Compare council figures for the number of streets inspected in the North Central Area in the first 11 months of last year, and the year before, and there seems to have been a significant drop.
Between January and November 2017, the council wardens in that area inspected 2,432 streets, collected 6,147 bags, and issued 226 fines, figures show.
Meanwhile, between January and November 2018, the council wardens inspected 1,799 streets, collected 4,649 bags, and issued 183 fines.
Why the significant drop? Dublin City Council hasn’t responded yet to queries about that.
Independent Councillor Christy Burke says the council’s public-domain and waste-management services are working hard. “They are trying their utmost and they have upped the ante over the past couple of months.”
But, Burke says, he wants more litter wardens out on the streets as a deterrent.
The Department for Rural and Community Development gave €143,918 to help fund it. The van drivers are employed through the Social Employment Programme on a 30-hour week, funded by the same department.
Walsh says it’s been a great success so far.

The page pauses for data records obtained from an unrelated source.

//! Line-level predicates over raw document text.
//!
//! These look at one line at a time and never parse YAML, so they can be used
//! on text that still contains template actions.

use regex::Regex;
use std::sync::LazyLock;

use crate::constants::EXTENSION_PREFIX;

/// `x-` followed by a name of letters, digits, `.`, `_` or `-`, then `:`.
static EXTENSION_DECLARATION: LazyLock<Regex> = LazyLock::new(|| {
    Regex::new(r"^x-([a-zA-Z0-9._\-]+)\s*:").expect("extension declaration pattern is valid")
});

/// Whether the line is a comment: `#` after trimming surrounding whitespace.
#[must_use]
pub fn is_comment(line: &str) -> bool {
    line.trim().starts_with('#')
}

/// Whether the line starts a new top-level key.
///
/// A top-level key line has no leading whitespace, is not blank and is not a
/// comment.
#[must_use]
pub fn is_top_level_key(line: &str) -> bool {
    let trimmed = line.trim_start();
    !trimmed.trim_end().is_empty() && trimmed.len() == line.len() && !is_comment(line)
}

/// Stricter variant of [`is_top_level_key`] that also excludes extension
/// declarations.
#[must_use]
pub fn is_plain_top_level_key(line: &str) -> bool {
    is_top_level_key(line) && !line.starts_with(EXTENSION_PREFIX)
}

/// Match an extension declaration and capture its name without the prefix.
///
/// ```rust
/// use yamladapt::sections::extension_declaration;
///
/// assert_eq!(extension_declaration("x-db.pool-size: 4"), Some("db.pool-size"));
/// assert_eq!(extension_declaration("  x-nested: 1"), None);
/// ```
#[must_use]
pub fn extension_declaration(line: &str) -> Option<&str> {
    EXTENSION_DECLARATION
        .captures(line)
        .and_then(|caps| caps.get(1))
        .map(|name| name.as_str())
}

/// Whether the line declares an extension field.
#[must_use]
pub fn is_extension_declaration(line: &str) -> bool {
    extension_declaration(line).is_some()
}

#[cfg(test)]
mod tests {
    use super::*;

    #[test]
    fn test_is_comment() {
        assert!(is_comment("# note"));
        assert!(is_comment("    # indented note\n"));
        assert!(is_comment("#{ if $x }"));
        assert!(!is_comment("key: value # trailing"));
        assert!(!is_comment(""));
    }

    #[test]
    fn test_is_top_level_key() {
        assert!(is_top_level_key("apps:\n"));
        assert!(is_top_level_key("x-vars:"));
        assert!(!is_top_level_key("  nested: 1"));
        assert!(!is_top_level_key("\tnested: 1"));
        assert!(!is_top_level_key("\n"));
        assert!(!is_top_level_key("   \n"));
        assert!(!is_top_level_key("# comment"));
    }

    #[test]
    fn test_plain_top_level_key_excludes_extensions() {
        assert!(is_plain_top_level_key("apps:"));
        assert!(!is_plain_top_level_key("x-vars:"));
    }

    #[test]
    fn test_extension_declaration_captures_name() {
        assert_eq!(extension_declaration("x-foo: #{$ENV}\n"), Some("foo"));
        assert_eq!(extension_declaration("x-with_under.dot-dash   :"), Some("with_under.dot-dash"));
        assert_eq!(extension_declaration("x-anchor: &anchor"), Some("anchor"));
    }

    #[test]
    fn test_extension_declaration_rejects_non_matches() {
        assert_eq!(extension_declaration("x-: 1"), None);
        assert_eq!(extension_declaration(" x-foo: 1"), None);
        assert_eq!(extension_declaration("x-foo bar: 1"), None);
        assert_eq!(extension_declaration("y-foo: 1"), None);
        assert_eq!(extension_declaration("x-foo"), None);
        assert!(!is_extension_declaration("apps:"));
    }
}
//! The `yamladapt` binary.
//!
//! Every test here spawns a process and is `#[serial]`, so none of them runs
//! while a test changes the process environment.

use assert_cmd::Command;
use predicates::prelude::*;
use serial_test::serial;
use std::fs;
use yamladapt::test_utils::DocumentTree;

use crate::{expected_json, fixture};

fn yamladapt() -> Command {
    let mut cmd = Command::cargo_bin("yamladapt").unwrap();
    cmd.env("NO_COLOR", "1").env_remove("RUST_LOG");
    cmd
}

fn stdout_json(output: &std::process::Output) -> serde_json::Value {
    serde_json::from_slice(&output.stdout).unwrap()
}

#[test]
#[serial]
fn test_adapt_fixture() {
    let output = yamladapt()
        .arg("adapt")
        .arg(fixture("caddy/Caddyfile.yaml"))
        .args(["--no-process-env", "--env", "DOMAIN=example.com"])
        .output()
        .unwrap();

    assert!(output.status.success(), "{}", String::from_utf8_lossy(&output.stderr));
    assert_eq!(stdout_json(&output), expected_json("caddy/expected.json"));
}

#[test]
#[serial]
fn test_adapt_from_stdin_with_filename() {
    let path = fixture("templates/app.yaml");
    let output = yamladapt()
        .args(["adapt", "-", "--no-process-env", "--filename"])
        .arg(&path)
        .write_stdin(fs::read(&path).unwrap())
        .output()
        .unwrap();

    assert!(output.status.success());
    assert_eq!(stdout_json(&output), expected_json("templates/expected.dev.json"));
}

#[test]
#[serial]
fn test_adapt_pretty_to_file() {
    let tree = DocumentTree::new(&[("app.yaml", "x-name: svc\nname: \"#{ $name }\"\n")]);
    let out = tree.path("out.json");

    yamladapt()
        .current_dir(tree.root())
        .args(["adapt", "app.yaml", "--no-process-env", "--pretty", "-o"])
        .arg(&out)
        .assert()
        .success()
        .stdout(predicate::str::is_empty());

    assert_eq!(fs::read_to_string(&out).unwrap(), "{\n  \"name\": \"svc\"\n}\n");
}

#[test]
#[serial]
fn test_warnings_go_to_stderr() {
    let tree = DocumentTree::new(&[("app.yaml", "level: \"#{ $LEVEL }\"\n")]);

    yamladapt()
        .current_dir(tree.root())
        .args(["adapt", "app.yaml", "--no-process-env", "-e", "BAD%=1", "-e", "LEVEL=info"])
        .assert()
        .success()
        .stdout("{\"level\":\"info\"}\n")
        .stderr(predicate::str::contains(
            "warning: app.yaml:-1: environment variable \"BAD%\" cannot be used in template",
        ));
}

#[test]
#[serial]
fn test_circular_include_fails() {
    let tree = DocumentTree::new(&[
        ("a.yaml", "include: [b.yaml]\n"),
        ("b.yaml", "include: [a.yaml]\n"),
    ]);

    yamladapt()
        .current_dir(tree.root())
        .args(["adapt", "a.yaml", "--no-process-env"])
        .assert()
        .code(1)
        .stdout(predicate::str::is_empty())
        .stderr(predicate::str::contains("circular include detected"))
        .stderr(predicate::str::contains("suggestion"));
}

#[test]
#[serial]
fn test_missing_variable_fails() {
    yamladapt()
        .arg("adapt")
        .arg(fixture("caddy/Caddyfile.yaml"))
        .arg("--no-process-env")
        .assert()
        .code(1)
        .stderr(predicate::str::contains("Template variable not found: 'DOMAIN'"));
}

#[test]
#[serial]
fn test_vars_prints_bindings() {
    let output = yamladapt()
        .arg("vars")
        .arg(fixture("caddy/Caddyfile.yaml"))
        .args(["--no-process-env", "--env", "DOMAIN=example.com"])
        .output()
        .unwrap();

    assert!(output.status.success());
    assert_eq!(
        stdout_json(&output),
        serde_json::json!({
            "domain": "example.com",
            "admin_port": 2019,
            "api_upstream": "10.0.0.5:8080",
        })
    );
}

#[test]
#[serial]
fn test_merge_prints_resolved_yaml() {
    let tree = DocumentTree::new(&[
        ("main.yaml", "include: [base.yaml]\nport: \"#{ $port }\"\n"),
        ("base.yaml", "x-port: 8080\nlimits: {cpu: 2}\n"),
    ]);

    let output = yamladapt().current_dir(tree.root()).args(["merge", "main.yaml"]).output().unwrap();
    assert!(output.status.success());

    let merged: serde_yaml::Value = serde_yaml::from_slice(&output.stdout).unwrap();
    let expected: serde_yaml::Value =
        serde_yaml::from_str("port: \"#{ $port }\"\nx-port: 8080\nlimits: {cpu: 2}\n").unwrap();
    assert_eq!(merged, expected);
}

#[test]
#[serial]
fn test_config_next_to_document() {
    let tree = DocumentTree::new(&[
        ("app.yaml", "name: \"#{ $NAME }\"\nnested:\n  x-keep: 1\n"),
        ("yamladapt.toml", "[extensions]\nstrip = \"root-only\"\n\n[env]\nNAME = \"from-config\"\n"),
    ]);

    let output = yamladapt()
        .current_dir(tree.root())
        .args(["adapt", "app.yaml", "--no-process-env"])
        .output()
        .unwrap();
    assert!(output.status.success());
    assert_eq!(
        stdout_json(&output),
        serde_json::json!({"name": "from-config", "nested": {"x-keep": 1}})
    );

    let output = yamladapt()
        .current_dir(tree.root())
        .args(["adapt", "app.yaml", "--no-process-env", "--strip", "recursive", "-e", "NAME=cli"])
        .output()
        .unwrap();
    assert_eq!(stdout_json(&output), serde_json::json!({"name": "cli", "nested": {}}));
}

#[test]
#[serial]
fn test_explicit_config_must_exist() {
    let tree = DocumentTree::new(&[("app.yaml", "a: 1\n")]);

    yamladapt()
        .current_dir(tree.root())
        .args(["--config", "missing.toml", "adapt", "app.yaml"])
        .assert()
        .code(1)
        .stderr(predicate::str::contains("Failed to read config file"));
}

#[test]
#[serial]
fn test_env_flag_requires_key_value() {
    yamladapt()
        .args(["adapt", "app.yaml", "--env", "NOEQUALS"])
        .assert()
        .failure()
        .stderr(predicate::str::contains("expected KEY=VALUE"));
}
//! Function library registered on every render.
//!
//! Tera's built-in filters, tests and functions stay available. On top of
//! them documents get the helpers config templates usually reach for:
//!
//! | Name | Kind | Result |
//! |------|------|--------|
//! | `quote` | filter | `"value"` with `"` and `\` escaped |
//! | `squote` | filter | `'value'` |
//! | `nindent(spaces=n)` | filter | newline, then every line indented by `n` |
//! | `b64enc` / `b64dec` | filter | standard base64 |
//! | `sha256sum` | filter | lowercase hex SHA-256 digest |
//! | `to_yaml` | filter | YAML text of the value |
//! | `required(message=...)` | filter | the value, or an error when null or empty |
//! | `get_env(name=..., default=...)` | function | an entry of the adapt environment |
//!
//! # Examples
//!
//! ```yaml
//! x-image: registry.local/app
//! image: #{ $image | quote }
//! checksum: #{ $image | sha256sum }
//! home: #{ get_env(name="HOME", default="/root") }
//! ```

use base64::Engine;
use base64::engine::general_purpose::STANDARD;
use sha2::{Digest, Sha256};
use std::collections::HashMap;
use tera::{Tera, Value};

use super::context::Environment;

/// Register the library on `tera`, with `get_env` reading `environment`.
pub fn register(tera: &mut Tera, environment: &Environment) {
    tera.register_filter("quote", quote);
    tera.register_filter("squote", squote);
    tera.register_filter("nindent", nindent);
    tera.register_filter("b64enc", b64enc);
    tera.register_filter("b64dec", b64dec);
    tera.register_filter("sha256sum", sha256sum);
    tera.register_filter("to_yaml", to_yaml);
    tera.register_filter("required", required);
    tera.register_function("get_env", create_get_env_function(environment));
}

/// String form of a value: strings as-is, everything else as JSON text.
fn display_string(value: &Value) -> String {
    match value {
        Value::String(s) => s.clone(),
        other => other.to_string(),
    }
}

fn quote(value: &Value, _args: &HashMap<String, Value>) -> tera::Result<Value> {
    let text = display_string(value).replace('\\', "\\\\").replace('"', "\\\"");
    Ok(Value::String(format!("\"{text}\"")))
}

fn squote(value: &Value, _args: &HashMap<String, Value>) -> tera::Result<Value> {
    Ok(Value::String(format!("'{}'", display_string(value))))
}

fn nindent(value: &Value, args: &HashMap<String, Value>) -> tera::Result<Value> {
    let spaces = match args.get("spaces") {
        Some(spaces) => spaces
            .as_u64()
            .ok_or_else(|| tera::Error::msg("nindent filter expects `spaces` to be a number"))?,
        None => return Err(tera::Error::msg("nindent filter requires a `spaces` argument")),
    };
    let pad = " ".repeat(usize::try_from(spaces).unwrap_or(usize::MAX).min(1024));
    let text = display_string(value);
    Ok(Value::String(format!("\n{pad}{}", text.replace('\n', &format!("\n{pad}")))))
}

fn b64enc(value: &Value, _args: &HashMap<String, Value>) -> tera::Result<Value> {
    Ok(Value::String(STANDARD.encode(display_string(value))))
}

fn b64dec(value: &Value, _args: &HashMap<String, Value>) -> tera::Result<Value> {
    let encoded = value
        .as_str()
        .ok_or_else(|| tera::Error::msg("b64dec filter requires a string"))?;
    let bytes = STANDARD
        .decode(encoded.trim())
        .map_err(|e| tera::Error::msg(format!("b64dec filter error: {e}")))?;
    String::from_utf8(bytes)
        .map(Value::String)
        .map_err(|_| tera::Error::msg("b64dec filter error: decoded bytes are not UTF-8"))
}

fn sha256sum(value: &Value, _args: &HashMap<String, Value>) -> tera::Result<Value> {
    let digest = Sha256::digest(display_string(value).as_bytes());
    Ok(Value::String(hex::encode(digest)))
}

fn to_yaml(value: &Value, _args: &HashMap<String, Value>) -> tera::Result<Value> {
    let yaml = serde_yaml::to_string(value)
        .map_err(|e| tera::Error::msg(format!("to_yaml filter error: {e}")))?;
    Ok(Value::String(yaml.trim_end_matches('\n').to_string()))
}

fn required(value: &Value, args: &HashMap<String, Value>) -> tera::Result<Value> {
    let missing = match value {
        Value::Null => true,
        Value::String(s) => s.is_empty(),
        _ => false,
    };
    if missing {
        let message = args
            .get("message")
            .and_then(Value::as_str)
            .unwrap_or("required value is missing");
        return Err(tera::Error::msg(message));
    }
    Ok(value.clone())
}

/// Build `get_env` over a snapshot of the adapt environment.
///
/// Tera ships its own `get_env` reading the process environment; this one
/// replaces it so templates only ever see the environment the caller passed.
pub fn create_get_env_function(environment: &Environment) -> impl tera::Function + 'static {
    let entries: HashMap<String, String> =
        environment.pairs().map(|(k, v)| (k.to_string(), v.to_string())).collect();

    move |args: &HashMap<String, Value>| -> tera::Result<Value> {
        let name = args
            .get("name")
            .and_then(Value::as_str)
            .ok_or_else(|| tera::Error::msg("get_env requires a string `name` argument"))?;

        match (entries.get(name), args.get("default")) {
            (Some(value), _) => Ok(Value::String(value.clone())),
            (None, Some(default)) => Ok(default.clone()),
            (None, None) => Err(tera::Error::msg(format!(
                "environment variable `{name}` not found and no default given"
            ))),
        }
    }
}
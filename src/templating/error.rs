//! Structured template errors.
//!
//! Errors keep the source line (when Tera or the translator knows it) plus a
//! few surrounding lines so the CLI can point at the offending action.

use std::fmt;

/// Template errors with location details
#[derive(Debug)]
pub enum TemplateError {
    /// A `$name` reference with no binding
    VariableNotFound {
        variable: String,
        available_variables: Box<Vec<String>>,
        suggestions: Box<Vec<String>>,
        location: Box<ErrorLocation>,
    },

    /// Malformed action or Tera syntax
    SyntaxError {
        message: String,
        location: Box<ErrorLocation>,
    },

    /// Evaluation failed (filter error, type mismatch, ...)
    RenderFailed {
        message: String,
        location: Box<ErrorLocation>,
    },
}

/// Location information for template errors
#[derive(Debug, Clone, Default)]
pub struct ErrorLocation {
    /// Document being rendered, when known
    pub source_name: Option<String>,
    /// 1-based line number, when known
    pub line_number: Option<usize>,
    /// Lines around the error as `(line number, text)`
    pub context_lines: Option<Vec<(usize, String)>>,
}

impl ErrorLocation {
    #[must_use]
    pub fn at_line(source_name: Option<&str>, line: usize, source: &str) -> Self {
        let lines = extract_context_lines(source, line, 2);
        Self {
            source_name: source_name.map(str::to_string),
            line_number: Some(line),
            context_lines: if lines.is_empty() {
                None
            } else {
                Some(lines)
            },
        }
    }
}

impl fmt::Display for TemplateError {
    fn fmt(&self, f: &mut fmt::Formatter<'_>) -> fmt::Result {
        match self {
            TemplateError::VariableNotFound {
                variable,
                ..
            } => {
                write!(f, "Template variable not found: '{}'", variable)
            }
            TemplateError::SyntaxError {
                message,
                location,
            } => match location.line_number {
                Some(line) => write!(f, "Template syntax error at line {}: {}", line, message),
                None => write!(f, "Template syntax error: {}", message),
            },
            TemplateError::RenderFailed {
                message,
                ..
            } => {
                write!(f, "Template rendering failed: {}", message)
            }
        }
    }
}

impl std::error::Error for TemplateError {}

impl TemplateError {
    /// Build a syntax error located at `line` of `source`.
    pub fn syntax(
        message: impl Into<String>,
        line: usize,
        source: &str,
        source_name: Option<&str>,
    ) -> Self {
        TemplateError::SyntaxError {
            message: message.into(),
            location: Box::new(ErrorLocation::at_line(source_name, line, source)),
        }
    }

    pub fn location(&self) -> &ErrorLocation {
        match self {
            TemplateError::VariableNotFound {
                location,
                ..
            }
            | TemplateError::SyntaxError {
                location,
                ..
            }
            | TemplateError::RenderFailed {
                location,
                ..
            } => location,
        }
    }

    /// A one-line hint for fixing the error.
    #[must_use]
    pub fn suggestion(&self) -> Option<String> {
        match self {
            TemplateError::VariableNotFound {
                suggestions,
                ..
            } => Some(match suggestions.first() {
                Some(closest) => format!("Did you mean '${}'?", closest),
                None => "Declare it as an x- extension field or pass it in the environment"
                    .to_string(),
            }),
            TemplateError::SyntaxError {
                ..
            } => Some(
                "Check #{ } actions for unclosed quotes and unbalanced if/for/end".to_string(),
            ),
            TemplateError::RenderFailed {
                ..
            } => None,
        }
    }

    /// Generate the multi-line message shown by the CLI.
    pub fn format_with_context(&self) -> String {
        let mut msg = String::new();
        let location = self.location();

        match self {
            TemplateError::VariableNotFound {
                variable,
                available_variables,
                suggestions,
                ..
            } => {
                msg.push_str(&format!("Variable: {}\n", variable));
                if !suggestions.is_empty() {
                    msg.push_str("Did you mean one of these?\n");
                    for suggestion in suggestions.iter() {
                        msg.push_str(&format!("  - {}\n", suggestion));
                    }
                }
                if !available_variables.is_empty() {
                    msg.push_str("Available variables:\n");
                    for var in available_variables.iter().take(10) {
                        msg.push_str(&format!("  {}\n", var));
                    }
                    if available_variables.len() > 10 {
                        msg.push_str(&format!(
                            "  ... and {} more\n",
                            available_variables.len() - 10
                        ));
                    }
                }
            }
            TemplateError::SyntaxError {
                message,
                ..
            }
            | TemplateError::RenderFailed {
                message,
                ..
            } => {
                msg.push_str(&format!("Error: {}\n", message));
            }
        }

        if let Some(source) = &location.source_name {
            msg.push_str(&format!("File: {}\n", source));
        }
        if let Some(line) = location.line_number {
            msg.push_str(&format!("Line: {}\n", line));
        }
        if let Some(lines) = &location.context_lines {
            msg.push('\n');
            for (number, text) in lines {
                let marker = if Some(*number) == location.line_number {
                    ">"
                } else {
                    " "
                };
                msg.push_str(&format!("{} {:>4} | {}\n", marker, number, text));
            }
        }

        msg.trim_end().to_string()
    }
}

/// Extract up to `context_size` lines before and after `error_line` (1-based).
pub(crate) fn extract_context_lines(
    content: &str,
    error_line: usize,
    context_size: usize,
) -> Vec<(usize, String)> {
    let lines: Vec<&str> = content.lines().collect();
    let total_lines = lines.len();

    if error_line == 0 || error_line > total_lines {
        return Vec::new();
    }

    let start = error_line.saturating_sub(context_size + 1);
    let end = (error_line + context_size).min(total_lines);

    lines[start..end]
        .iter()
        .enumerate()
        .map(|(idx, line)| (start + idx + 1, line.to_string()))
        .collect()
}
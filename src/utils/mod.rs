//! Utilities shared by the pipeline stages
//!
//! - [`fs`] - path normalization and file/directory reads that report the
//!   offending path on failure

pub mod fs;

pub use fs::{absolute_path, document_files_in, normalize_path, read_document};
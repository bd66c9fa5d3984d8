//! Fixture documents adapted through the library API.

use serial_test::serial;
use std::fs;
use yamladapt::adapt::{AdaptOptions, Adapter, Environment};
use yamladapt::core::AdaptError;
use yamladapt::extensions::{ExtensionPolicy, NameMode, StripMode};
use yamladapt::templating::TemplateError;
use yamladapt::test_utils::init_test_logging;

use crate::{expected_json, fixture};

fn adapt_fixture(name: &str, env: &[&str]) -> serde_json::Value {
    init_test_logging(None);
    let path = fixture(name);
    let body = fs::read(&path).unwrap();
    let options = AdaptOptions::new()
        .with_filename(path.to_string_lossy())
        .with_env(Environment::from_entries(env.iter().copied()));

    let adaptation = Adapter::new().adapt(&body, &options);
    assert!(adaptation.warnings.is_empty(), "unexpected warnings: {:?}", adaptation.warnings);
    serde_json::from_slice(&adaptation.output.unwrap()).unwrap()
}

#[test]
fn test_caddy_fixture() {
    let json = adapt_fixture("caddy/Caddyfile.yaml", &["DOMAIN=example.com"]);
    assert_eq!(json, expected_json("caddy/expected.json"));
}

#[test]
fn test_template_fixture_defaults() {
    let json = adapt_fixture("templates/app.yaml", &[]);
    assert_eq!(json, expected_json("templates/expected.dev.json"));
}

#[test]
fn test_template_fixture_with_environment() {
    let json = adapt_fixture("templates/app.yaml", &["STAGE=prod"]);
    assert_eq!(json, expected_json("templates/expected.prod.json"));
}

#[test]
fn test_missing_environment_value_names_the_variable() {
    let path = fixture("caddy/Caddyfile.yaml");
    let body = fs::read(&path).unwrap();
    let options = AdaptOptions::new()
        .with_filename(path.to_string_lossy())
        .with_env(Environment::new());

    let err = Adapter::new().adapt(&body, &options).output.unwrap_err();
    match err {
        AdaptError::Template(TemplateError::VariableNotFound {
            variable,
            ..
        }) => assert_eq!(variable, "DOMAIN"),
        other => panic!("expected a missing variable, got {other}"),
    }
}

#[test]
fn test_root_only_stripping_keeps_nested_extensions() {
    let path = fixture("templates/app.yaml");
    let body = fs::read(&path).unwrap();
    let options = AdaptOptions::new()
        .with_filename(path.to_string_lossy())
        .with_env(Environment::new())
        .with_extensions(ExtensionPolicy::new(StripMode::RootOnly, NameMode::Normalize));

    let output = Adapter::new().adapt(&body, &options).output.unwrap();
    let json: serde_json::Value = serde_json::from_slice(&output).unwrap();
    assert_eq!(json["metadata"]["x-owner"], "platform");
    assert!(json.get("x-stage").is_none());
}

#[test]
fn test_strict_names_reject_dashes() {
    let options = AdaptOptions::new()
        .with_filename("app.yaml")
        .with_env(Environment::new())
        .with_extensions(ExtensionPolicy::new(StripMode::Recursive, NameMode::Strict));

    let err = Adapter::new().adapt(b"x-db-host: db\nhost: \"#{ $db_host }\"\n", &options).output;
    assert!(matches!(err, Err(AdaptError::ExtensionName { .. })));
}

#[test]
fn test_unusable_environment_keys_warn_once_each() {
    let options = AdaptOptions::new().with_filename("app.yaml").with_env(Environment::from_entries([
        "GOOD=1",
        "BAD%KEY=2",
        "1ST=3",
        "if=4",
    ]));

    let adaptation = Adapter::new().adapt(b"good: \"#{ $GOOD }\"\n", &options);
    let messages: Vec<_> = adaptation.warnings.iter().map(|w| w.message.clone()).collect();
    assert_eq!(
        messages,
        vec![
            "environment variable \"BAD%KEY\" cannot be used in template",
            "environment variable \"1ST\" cannot be used in template",
            "environment variable \"if\" cannot be used in template",
        ]
    );
    assert!(adaptation.warnings.iter().all(|w| w.file == "app.yaml" && !w.has_line()));
    assert_eq!(adaptation.output.unwrap(), br#"{"good":"1"}"#.to_vec());
}

#[test]
fn test_from_map_options() {
    let options = serde_json::json!({
        "filename": "app.yaml",
        "env": ["NAME=svc"],
    });
    let serde_json::Value::Object(map) = options else {
        unreachable!()
    };

    let options = AdaptOptions::from_map(&map).unwrap();
    let output = Adapter::new().adapt(b"name: \"#{ $NAME }\"\n", &options).output.unwrap();
    assert_eq!(output, br#"{"name":"svc"}"#.to_vec());
}

#[test]
#[serial]
fn test_process_environment_is_the_default() {
    // SAFETY: every test that spawns a process is #[serial] with this one, and the
    // remaining reads go through std::env
    unsafe { std::env::set_var("YAMLADAPT_TEST_REGION", "eu-west-1") };

    let options = AdaptOptions::new().with_filename("app.yaml");
    let adaptation = Adapter::new().adapt(b"region: \"#{ $YAMLADAPT_TEST_REGION }\"\n", &options);

    unsafe { std::env::remove_var("YAMLADAPT_TEST_REGION") };
    assert_eq!(adaptation.output.unwrap(), br#"{"region":"eu-west-1"}"#.to_vec());
}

Part of the project’s mission, as set out in the Mulvey Report, is to work with the council and develop “initiatives with resident associations and community organisations to take an active role in owning and maintaining these improved areas”.
Installing planting boxes throughout the inner-city is a great excuse to get talking to local residents, and seeing what they want and think, says Walsh.
In her portacabin in the recycling yard just behind Marino College, Walsh points at a large map on the wall.
It shows part of the north inner-city, the area they cover, surrounded in red marker. Every house with a planter box has been given a green mark on the map. Hundreds so far, says Walsh.
“Because of the gangland stuff, people stopped coming outside their door, they stopped engaging,” says Walsh.
“They were afraid people were watching them or they were seeing what was going on,” she says. “Now you have a reason to come out.”
Rebuilding trust within the community is a marker of success, says Walsh. They hand over responsibility for the planter boxes in some areas, giving people a chance to take a hands-on role in looking after their streets.
“There was a bit of negativity at the start from some people,” says Walsh.
She imitates a token begrudger: “Ah, that’ll never work down there. They’ll wreck them boxes. Ah, they’re going to rob them.”
But only two window boxes have been stolen since the project started. One theft was probably due to one of the residents complaining about the local kids, says Walsh.
They’re planning to roll out more educational programmes this year on household waste and waste disposal, says Walsh, to show people that small environmental impacts are in residents’ hands.
“What we’d be hoping to is say to people is, well, if you plant a few more flowers, you’re keeping around a few more bees. If you have a little less paving, you’ll have more grass and more insects,” says Walsh.
The kids are great, she says. It’s the adults that need reminding.